Historically low interest rates, rising inflation risks, an appreciating Australian dollar, geopolitical and trade uncertainties among global superpowers, an out-of-control global pandemic, and market distortions from the greatest fiscal and monetary stimulus the world has ever seen are among the many dangers.
Predictions on these topics yield a low probability of real insight for most investors and little ability to control outcomes. Fortunately, there are some investing principles you can apply to tilt probabilities in your favour during these uncertain times.
First, put time on your side. There’s always something to worry about, and 2021 is no different. History has shown that despite economic recessions, depression, terrorist attacks, world wars, epidemics, pandemics, and much more, it has paid well to remain optimistic and maintain a long-term investment horizon.

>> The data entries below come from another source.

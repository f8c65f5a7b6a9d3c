use axum::Json;
use axum::extract::{Extension, Path, State};
use journey_shared::api::{
    ApiResponse, GameCompleteResp, GameCreateReq, GameDetailDto, GameDto, GamePatchReq,
    GameRateReq, GameRatingDto, GameSearchQuery, GameStatsDto,
};
use journey_shared::validate::{ValidationError, validate_rating, validate_reward_points};

use super::auth::AuthCtx;
use super::quiz::parse_status;
use super::{ApiResult, AppError, AppState, Id, JsonBody, Params, non_blank, ok};
use crate::storage::models::{Game, GamePatch, NewGame};
use crate::storage::{now_utc, rfc3339};

pub(super) fn game_dto(g: Game) -> GameDto {
    GameDto {
        game_id: g.id,
        status: g.status.parse().unwrap_or_default(),
        title: g.title,
        description: g.description,
        genre: g.genre,
        difficulty_level: g.difficulty_level,
        reward_points: g.reward_points,
        image_url: g.image_url,
        created_at: rfc3339(g.created_at),
        updated_at: rfc3339(g.updated_at),
    }
}

fn game_list(games: Vec<Game>, message: &str) -> ApiResult<Vec<GameDto>> {
    let items = games.into_iter().map(game_dto).collect();
    Ok(Json(ApiResponse::list(items, message)))
}

pub async fn list(State(state): State<AppState>) -> ApiResult<Vec<GameDto>> {
    let games = state.store.list_active_games().await?;
    game_list(games, "Games retrieved successfully")
}

pub async fn search(
    State(state): State<AppState>,
    Params(q): Params<GameSearchQuery>,
) -> ApiResult<Vec<GameDto>> {
    let Some(term) = non_blank(q.q) else {
        return Err(AppError::bad_request("Search query is required"));
    };
    let games = state.store.search_games(&term).await?;
    game_list(games, "Search completed successfully")
}

pub async fn by_difficulty(
    State(state): State<AppState>,
    Path(difficulty): Path<String>,
) -> ApiResult<Vec<GameDto>> {
    let games = state.store.games_by_difficulty(&difficulty).await?;
    game_list(games, "Games retrieved successfully")
}

pub async fn detail(State(state): State<AppState>, Id(id): Id) -> ApiResult<GameDetailDto> {
    let (game, total_completions, average_rating) = state.store.game_detail(id).await?;
    ok(
        GameDetailDto {
            game: game_dto(game),
            total_completions,
            average_rating,
        },
        "Game retrieved successfully",
    )
}

pub async fn complete(
    State(state): State<AppState>,
    Extension(auth): Extension<AuthCtx>,
    Id(id): Id,
) -> ApiResult<GameCompleteResp> {
    let outcome = state.store.complete_game(auth.user_id, id).await?;
    let reward = outcome.game.reward_points;
    let message = if reward > 0 {
        format!("Game completed! You earned {reward} points.")
    } else {
        "Game completed successfully!".to_string()
    };
    ok(
        GameCompleteResp {
            game_id: outcome.game.id,
            reward_points: reward,
            completed_at: rfc3339(outcome.completed_at),
            user_total_points: outcome.user_total_points,
        },
        message,
    )
}

pub async fn rate(
    State(state): State<AppState>,
    Extension(auth): Extension<AuthCtx>,
    Id(id): Id,
    JsonBody(body): JsonBody<GameRateReq>,
) -> ApiResult<GameRatingDto> {
    validate_rating(body.rating)?;
    let average_rating = state.store.rate_game(auth.user_id, id, body.rating).await?;
    ok(
        GameRatingDto {
            game_id: id,
            rating: body.rating,
            average_rating,
        },
        "Game rated successfully",
    )
}

pub async fn admin_create(
    State(state): State<AppState>,
    Extension(auth): Extension<AuthCtx>,
    JsonBody(body): JsonBody<GameCreateReq>,
) -> ApiResult<GameDto> {
    let Some(title) = non_blank(body.title) else {
        return Err(AppError::bad_request("Game title is required"));
    };
    let reward_points = body.reward_points.unwrap_or(0);
    validate_reward_points(reward_points)?;
    let status = parse_status(body.status)?.unwrap_or_default();
    let now = now_utc();
    let game = state
        .store
        .create_game(NewGame {
            title,
            description: non_blank(body.description),
            genre: non_blank(body.genre),
            difficulty_level: non_blank(body.difficulty_level),
            reward_points,
            image_url: non_blank(body.image_url),
            status: status.as_str().to_string(),
            created_at: now,
            updated_at: now,
        })
        .await?;
    tracing::info!(admin = auth.user_id, game_id = game.id, "game created");
    ok(game_dto(game), "Game created successfully")
}

pub async fn admin_update(
    State(state): State<AppState>,
    Id(id): Id,
    JsonBody(body): JsonBody<GamePatchReq>,
) -> ApiResult<GameDto> {
    if let Some(r) = body.reward_points {
        validate_reward_points(r)?;
    }
    let patch = GamePatch {
        title: non_blank(body.title),
        description: non_blank(body.description),
        genre: non_blank(body.genre),
        difficulty_level: non_blank(body.difficulty_level),
        reward_points: body.reward_points,
        image_url: non_blank(body.image_url),
        status: parse_status(body.status)?.map(|s| s.as_str().to_string()),
        updated_at: None,
    };
    if patch.is_empty() {
        return Err(ValidationError::EmptyUpdate.into());
    }
    let game = state.store.update_game(id, patch).await?;
    ok(game_dto(game), "Game updated successfully")
}

pub async fn admin_stats(State(state): State<AppState>, Id(id): Id) -> ApiResult<GameStatsDto> {
    let stats = state.store.game_stats(id).await?;
    ok(stats, "Game statistics retrieved successfully")
}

According to analysis by Lakehouse Capital, since the inception of the S&P/ASX Small Ordinaries Accumulation Index over 20 years ago through to 31 December 2020, the index has yielded a positive return over a one -year holding period 67 per cent of the time.
Extending the holding period to three years increases the probability of positive returns to 68 per cent, five years to 78 per cent, and 10 years to 90 per cent.

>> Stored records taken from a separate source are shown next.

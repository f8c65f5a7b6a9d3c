//! Input rules shared by the server handlers and any client that wants to
//! pre-check a form before submitting it.

use std::sync::LazyLock;

use regex::Regex;

use crate::api::RegisterForm;
use crate::domain::{MAX_RATING, MIN_AGE, MIN_PASSWORD_LEN, MIN_RATING};

static EMAIL_RE: LazyLock<Option<Regex>> =
    LazyLock::new(|| Regex::new(r"^[^\s@]+@[^\s@]+\.[^\s@]+$").ok());

#[derive(Debug, Clone, PartialEq, Eq, thiserror::Error)]
pub enum ValidationError {
    #[error("Name, email, password, and age are required")]
    MissingRegistrationFields,
    #[error("Age must be at least 13 years old")]
    AgeTooLow,
    #[error("Please provide a valid email address")]
    InvalidEmail,
    #[error("Passwords do not match")]
    PasswordMismatch,
    #[error("Password must be at least 8 characters long")]
    PasswordTooShort,
    #[error("Email and password are required")]
    MissingCredentials,
    #[error("Rating must be between 1 and 5")]
    RatingOutOfRange,
    #[error("Reward points must be a non-negative number")]
    NegativeReward,
    #[error("Time limit must be a positive number (in minutes)")]
    InvalidTimeLimit,
    #[error("Passing score must be between 0 and 100")]
    PassingScoreOutOfRange,
    #[error("Invalid status. Must be: active, inactive, or archived")]
    InvalidStatus,
    #[error("At least one field is required to update")]
    EmptyUpdate,
    #[error("{0}")]
    Other(String),
}

/// A registration form that passed every rule.
#[derive(Debug, Clone, PartialEq, Eq)]
pub struct NewAccount {
    pub name: String,
    pub email: String,
    pub password: String,
    pub age: i32,
}

fn present(v: &Option<String>) -> Option<&str> {
    v.as_deref().map(str::trim).filter(|s| !s.is_empty())
}

/// Checks run in the same order the registration page reports them: required
/// fields, age, email format, confirmation match, password length.
pub fn validate_registration(form: &RegisterForm) -> Result<NewAccount, ValidationError> {
    let (Some(name), Some(email), Some(age)) = (
        present(&form.name),
        present(&form.email),
        present(&form.age),
    ) else {
        return Err(ValidationError::MissingRegistrationFields);
    };
    let password = form.password.as_deref().unwrap_or_default();
    let confirm = form.password_confirm.as_deref().unwrap_or_default();
    if password.is_empty() || confirm.is_empty() {
        return Err(ValidationError::MissingRegistrationFields);
    }
    let age = parse_age(age)?;
    if !is_valid_email(email) {
        return Err(ValidationError::InvalidEmail);
    }
    if password != confirm {
        return Err(ValidationError::PasswordMismatch);
    }
    if password.chars().count() < MIN_PASSWORD_LEN {
        return Err(ValidationError::PasswordTooShort);
    }
    Ok(NewAccount {
        name: name.to_string(),
        email: email.to_string(),
        password: password.to_string(),
        age,
    })
}

pub fn parse_age(raw: &str) -> Result<i32, ValidationError> {
    let age = raw
        .trim()
        .parse::<i32>()
        .map_err(|_| ValidationError::AgeTooLow)?;
    validate_age(age)?;
    Ok(age)
}

pub fn validate_age(age: i32) -> Result<(), ValidationError> {
    if age < MIN_AGE {
        Err(ValidationError::AgeTooLow)
    } else {
        Ok(())
    }
}

/// `local@domain.tld` with no whitespace and a single `@`.
pub fn is_valid_email(email: &str) -> bool {
    EMAIL_RE.as_ref().is_some_and(|re| re.is_match(email))
}

pub fn validate_rating(rating: i32) -> Result<(), ValidationError> {
    if (MIN_RATING..=MAX_RATING).contains(&rating) {
        Ok(())
    } else {
        Err(ValidationError::RatingOutOfRange)
    }
}

pub fn validate_reward_points(points: i32) -> Result<(), ValidationError> {
    if points < 0 {
        Err(ValidationError::NegativeReward)
    } else {
        Ok(())
    }
}

pub fn validate_time_limit(minutes: i32) -> Result<(), ValidationError> {
    if minutes <= 0 {
        Err(ValidationError::InvalidTimeLimit)
    } else {
        Ok(())
    }
}

pub fn validate_passing_score(score: i32) -> Result<(), ValidationError> {
    if (0..=100).contains(&score) {
        Ok(())
    } else {
        Err(ValidationError::PassingScoreOutOfRange)
    }
}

Despite market gyrations, probabilities tell us you are likely best served by remaining invested in a well-diversified portfolio in the face of uncertainty.
Second, seek out businesses with strong positions in growing markets. Perhaps the most distinctive characteristic for this is recurrent, strong revenue growth.

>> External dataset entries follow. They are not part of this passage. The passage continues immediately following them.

//! Server-rendered HTML pages. Templates are embedded at build time and
//! rendered with tinytemplate; `head.html` and `foot.html` are shared
//! partials called from every page.

use axum::extract::{Extension, Path, State};
use axum::http::StatusCode;
use axum::response::{Html, IntoResponse, Response};
use journey_shared::api::{
    CompletedMissionDto, EndingDto, FriendDto, GameDetailDto, StartingDto, UserMissionDto,
};
use rust_embed::RustEmbed;
use serde::Serialize;
use serde_json::Value;
use tinytemplate::TinyTemplate;
use tower_sessions::Session;

use super::auth::{AuthCtx, current_user};
use super::{AppError, AppState, game, journey, mission, parse_id, quiz, user};
use crate::storage::StorageError;

#[derive(RustEmbed)]
#[folder = "templates/"]
struct Templates;

/// What `head.html` and `foot.html` see; pages pass it on with
/// `{{ call head with page }}`.
#[derive(Serialize)]
struct Shell<'a> {
    title: &'a str,
    user: Option<&'a AuthCtx>,
    error: Option<&'a str>,
    success: Option<&'a str>,
}

#[derive(Serialize)]
struct PageCtx<'a, T: Serialize> {
    page: Shell<'a>,
    data: Option<T>,
}

fn template_source(name: &str) -> Result<String, AppError> {
    let file = Templates::get(name)
        .ok_or_else(|| AppError::internal(format!("template {name} missing")))?;
    String::from_utf8(file.data.into_owned())
        .map_err(|e| AppError::internal(format!("template {name}: {e}")))
}

/// Scores and averages are shown with one decimal.
fn one_decimal(v: &Value, out: &mut String) -> tinytemplate::error::Result<()> {
    match v.as_f64() {
        Some(f) => {
            out.push_str(&format!("{f:.1}"));
            Ok(())
        }
        None => tinytemplate::format(v, out),
    }
}

fn render<C: Serialize>(page: &str, ctx: &C) -> Result<String, AppError> {
    let head = template_source("head.html")?;
    let foot = template_source("foot.html")?;
    let body = template_source(&format!("{page}.html"))?;
    let mut tt = TinyTemplate::new();
    tt.add_formatter("one_decimal", one_decimal);
    tt.add_template("head", &head)
        .map_err(|e| AppError::internal(format!("template head: {e}")))?;
    tt.add_template("foot", &foot)
        .map_err(|e| AppError::internal(format!("template foot: {e}")))?;
    tt.add_template(page, &body)
        .map_err(|e| AppError::internal(format!("template {page}: {e}")))?;
    tt.render(page, ctx)
        .map_err(|e| AppError::internal(format!("render {page}: {e}")))
}

struct Page<'a> {
    template: &'a str,
    title: &'a str,
    status: StatusCode,
    user: Option<&'a AuthCtx>,
    error: Option<&'a str>,
    success: Option<&'a str>,
}

impl<'a> Page<'a> {
    fn new(template: &'a str, title: &'a str, user: Option<&'a AuthCtx>) -> Self {
        Self {
            template,
            title,
            status: StatusCode::OK,
            user,
            error: None,
            success: None,
        }
    }

    fn status(mut self, status: StatusCode) -> Self {
        self.status = status;
        self
    }

    fn error(mut self, msg: &'a str) -> Self {
        self.error = Some(msg);
        self
    }

    fn success(mut self, msg: Option<&'a str>) -> Self {
        self.success = msg;
        self
    }

    fn show<T: Serialize>(self, data: Option<T>) -> Result<Response, AppError> {
        let html = render(
            self.template,
            &PageCtx {
                page: Shell {
                    title: self.title,
                    user: self.user,
                    error: self.error,
                    success: self.success,
                },
                data,
            },
        )?;
        Ok((self.status, Html(html)).into_response())
    }

    /// Missing records render the page with a 404 and the storage message;
    /// other failures propagate.
    fn show_result<T: Serialize>(self, res: Result<T, StorageError>) -> Result<Response, AppError> {
        match res {
            Ok(data) => self.show(Some(data)),
            Err(StorageError::NotFound(msg)) => {
                self.status(StatusCode::NOT_FOUND).error(&msg).show(None::<T>)
            }
            Err(e) => Err(e.into()),
        }
    }

    fn bad_id(self) -> Result<Response, AppError> {
        self.status(StatusCode::BAD_REQUEST)
            .error("Invalid ID")
            .show(None::<()>)
    }
}

#[derive(Clone, Copy, Debug)]
pub enum AuthPage {
    Register,
    Login,
}

/// Renders the register or login form with an optional flash message.
pub fn auth_page(
    page: AuthPage,
    status: StatusCode,
    error: Option<&str>,
    success: Option<&str>,
) -> Result<Response, AppError> {
    let (template, title) = match page {
        AuthPage::Register => ("register", "Register"),
        AuthPage::Login => ("login", "Log in"),
    };
    let mut p = Page::new(template, title, None).status(status).success(success);
    if let Some(e) = error {
        p = p.error(e);
    }
    p.show(None::<()>)
}

pub async fn register_page() -> Result<Response, AppError> {
    auth_page(AuthPage::Register, StatusCode::OK, None, None)
}

pub async fn login_page() -> Result<Response, AppError> {
    auth_page(AuthPage::Login, StatusCode::OK, None, None)
}

pub async fn home(State(state): State<AppState>, session: Session) -> Result<Response, AppError> {
    let user = current_user(&state, &session).await?;
    Page::new("home", "Welcome", user.as_ref()).show(None::<()>)
}

pub async fn not_found() -> Result<Response, AppError> {
    Page::new("not_found", "Page not found", None)
        .status(StatusCode::NOT_FOUND)
        .show(None::<()>)
}

#[derive(Serialize)]
struct DashboardData {
    missions: Vec<UserMissionDto>,
    completed_today: usize,
}

pub async fn dashboard(
    State(state): State<AppState>,
    Extension(auth): Extension<AuthCtx>,
) -> Result<Response, AppError> {
    let missions: Vec<UserMissionDto> = state
        .store
        .missions_for_user(auth.user_id, state.today())
        .await?
        .into_iter()
        .map(|(m, today, count)| mission::user_mission(m, today, count))
        .collect();
    let completed_today = missions.iter().filter(|m| m.completed_today).count();
    Page::new("dashboard", "Dashboard", Some(&auth)).show(Some(DashboardData {
        missions,
        completed_today,
    }))
}

pub async fn profile(
    State(state): State<AppState>,
    Extension(auth): Extension<AuthCtx>,
) -> Result<Response, AppError> {
    let res = state
        .store
        .get_user(auth.user_id)
        .await
        .and_then(|u| u.ok_or_else(|| StorageError::NotFound("User not found".into())))
        .map(user::user_dto);
    Page::new("profile", "Profile", Some(&auth)).show_result(res)
}

#[derive(Serialize)]
struct StartingData {
    starting: Option<StartingDto>,
}

pub async fn starting(
    State(state): State<AppState>,
    Extension(auth): Extension<AuthCtx>,
) -> Result<Response, AppError> {
    let starting = state
        .store
        .latest_starting(auth.user_id)
        .await?
        .map(journey::starting_dto);
    Page::new("starting", "Start your journey", Some(&auth)).show(Some(StartingData { starting }))
}

#[derive(Serialize)]
struct EndingData {
    ending: Option<EndingDto>,
}

pub async fn ending(
    State(state): State<AppState>,
    Extension(auth): Extension<AuthCtx>,
) -> Result<Response, AppError> {
    let ending = state
        .store
        .current_ending(auth.user_id)
        .await?
        .map(journey::ending_dto);
    let page = Page::new("ending", "Your journey's end", Some(&auth));
    let page = if ending.is_none() {
        page.success(Some("No ending information available yet"))
    } else {
        page
    };
    page.show(Some(EndingData { ending }))
}

pub async fn ending_summary(
    State(state): State<AppState>,
    Extension(auth): Extension<AuthCtx>,
) -> Result<Response, AppError> {
    let res = state.store.ending_summary(auth.user_id).await;
    Page::new("ending_summary", "Journey summary", Some(&auth)).show_result(res)
}

pub async fn ending_detail(
    State(state): State<AppState>,
    Extension(auth): Extension<AuthCtx>,
    Path(raw): Path<String>,
) -> Result<Response, AppError> {
    let page = Page::new("ending_detail", "Ending", Some(&auth));
    let Some(id) = parse_id(&raw) else {
        return page.bad_id();
    };
    let res = state
        .store
        .ending_for_user(id, auth.user_id)
        .await
        .map(journey::ending_dto);
    page.show_result(res)
}

#[derive(Serialize)]
struct ActivityData {
    log: journey_shared::api::ActivityLogDto,
    missions: Vec<CompletedMissionDto>,
    friends: Vec<FriendDto>,
}

pub async fn activity_log(
    State(state): State<AppState>,
    Extension(auth): Extension<AuthCtx>,
) -> Result<Response, AppError> {
    let page = Page::new("activity_log", "Activity log", Some(&auth));
    let log = match state.store.activity_log(auth.user_id).await {
        Ok(log) => log,
        Err(e) => return page.show_result(Err::<ActivityData, _>(e)),
    };
    let missions = state.store.completed_missions(auth.user_id).await?;
    let friends = state.store.list_friends(auth.user_id).await?;
    page.show(Some(ActivityData {
        log,
        missions,
        friends,
    }))
}

pub async fn quiz_details(
    State(state): State<AppState>,
    session: Session,
    Path(raw): Path<String>,
) -> Result<Response, AppError> {
    let user = current_user(&state, &session).await?;
    let page = Page::new("quiz_details", "Quiz", user.as_ref());
    let Some(id) = parse_id(&raw) else {
        return page.bad_id();
    };
    let res = state
        .store
        .get_quiz_with_questions(id)
        .await
        .map(|(q, questions)| {
            let n = questions.len() as i64;
            journey_shared::api::QuizDetailDto {
                quiz: quiz::quiz_dto(q, n),
                questions: questions.into_iter().map(quiz::question_dto).collect(),
            }
        });
    page.show_result(res)
}

pub async fn quiz_result(
    State(state): State<AppState>,
    Extension(auth): Extension<AuthCtx>,
    Path(raw): Path<String>,
) -> Result<Response, AppError> {
    let page = Page::new("quiz_result", "Quiz result", Some(&auth));
    let Some(id) = parse_id(&raw) else {
        return page.bad_id();
    };
    let res = state
        .store
        .latest_quiz_result(auth.user_id, id)
        .await
        .and_then(|r| r.ok_or_else(|| StorageError::NotFound("No quiz result found".into())))
        .map(|(r, title)| quiz::result_dto(r, title));
    page.show_result(res)
}

#[derive(Serialize)]
struct GamesData {
    games: Vec<journey_shared::api::GameDto>,
}

pub async fn games(State(state): State<AppState>, session: Session) -> Result<Response, AppError> {
    let user = current_user(&state, &session).await?;
    let games = state
        .store
        .list_active_games()
        .await?
        .into_iter()
        .map(game::game_dto)
        .collect();
    Page::new("games", "Games", user.as_ref()).show(Some(GamesData { games }))
}

pub async fn game_details(
    State(state): State<AppState>,
    session: Session,
    Path(raw): Path<String>,
) -> Result<Response, AppError> {
    let user = current_user(&state, &session).await?;
    let page = Page::new("game_details", "Game", user.as_ref());
    let Some(id) = parse_id(&raw) else {
        return page.bad_id();
    };
    let res = state
        .store
        .game_detail(id)
        .await
        .map(|(g, total_completions, average_rating)| GameDetailDto {
            game: game::game_dto(g),
            total_completions,
            average_rating,
        });
    page.show_result(res)
}

#[cfg(test)]
mod tests {
    use super::*;

    #[test]
    fn every_page_template_parses() {
        for page in [
            "home",
            "register",
            "login",
            "dashboard",
            "profile",
            "starting",
            "ending",
            "ending_summary",
            "ending_detail",
            "activity_log",
            "quiz_details",
            "quiz_result",
            "games",
            "game_details",
            "not_found",
        ] {
            let ctx = PageCtx::<()> {
                page: Shell {
                    title: "t",
                    user: None,
                    error: None,
                    success: None,
                },
                data: None,
            };
            let html = render(page, &ctx).unwrap_or_else(|e| panic!("{page}: {e:?}"));
            assert!(html.contains("</html>"), "{page} is missing the footer");
        }
    }

    #[test]
    fn flash_messages_are_escaped() {
        let html = auth_page(
            AuthPage::Login,
            StatusCode::UNAUTHORIZED,
            Some("<b>nope</b>"),
            None,
        )
        .map(|r| r.status());
        assert_eq!(html.ok(), Some(StatusCode::UNAUTHORIZED));
        let ctx = PageCtx::<()> {
            page: Shell {
                title: "Log in",
                user: None,
                error: Some("<b>nope</b>"),
                success: None,
            },
            data: None,
        };
        let html = render("login", &ctx).unwrap();
        assert!(html.contains("&lt;b&gt;nope"));
        assert!(!html.contains("<b>nope"));
    }

    #[test]
    fn signed_in_shell_shows_the_user() {
        let user = AuthCtx {
            user_id: 7,
            name: "Ada".into(),
            email: "ada@example.com".into(),
            age: 30,
            total_points: 120,
            role: journey_shared::auth::Role::User,
            profile_image: None,
        };
        let ctx = PageCtx::<()> {
            page: Shell {
                title: "Welcome",
                user: Some(&user),
                error: None,
                success: Some("Saved"),
            },
            data: None,
        };
        let html = render("home", &ctx).unwrap();
        assert!(html.contains("Good to see you again, Ada."));
        assert!(html.contains("120 pts"));
        assert!(html.contains("/logout"));
        assert!(html.contains("Saved"));
    }

    #[test]
    fn scores_render_with_one_decimal() {
        let mut out = String::new();
        one_decimal(&serde_json::json!(66.6666), &mut out).unwrap();
        assert_eq!(out, "66.7");
    }
}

A study by Boston Consulting Group and Morgan Stanley on the long-term drivers of investment returns for the S&P 500 from 1990-2009 highlighted that:
- over one year, revenue growth accounted for 29 per cent of investment returns
- over three years 50 per cent
- over 10 years a compelling 74 per cent
At Lakehouse, some of the opportunities we see in the early stages of long revenue growth trajectories include e-commerce, digital payments and cloud computing.
Third, align yourself alongside founder-led management teams. Numerous studies have revealed companies led by long-term founders yield superior results.
A 2012 publication by the Harvard Business Review (“What You Can Learn From Family Business”) concluded that founder-led businesses often outperform externally managed firms.
More recently, the Credit Suisse Research Institute found that since 2006, its proprietary universe of 1,000 “family-owned” companies outperformed “non-family-owned” companies by an annual average of 3.7 per cent.
The power of compounding means this outperformance is equivalent to a further doubling of a patient investor’s wealth over a 20-year time horizon. Fortunately, ASX has an abundance of founder-led small- cap companies to invest in.
Fourth, pay careful consideration to balance sheets. A leading cause of corporate, as well as personal, financial failure is excessive use of credit.
At Lakehouse, we pay careful attention to the financial positions of the small-cap companies in which we invest. Strong balance sheets offer optionality and allow companies to play offence when market or financial conditions inevitably turn, often to the detriment of financially stretched competitors.
Lastly, ensuring you pay a reasonable price in 2021 relative to the business’ prospects is paramount as it heavily tilts the odds of long-term outperformance in your favour.
While the uncertainties of 2021 may contrast with history, the fundamental investing principles of long-term investing should not.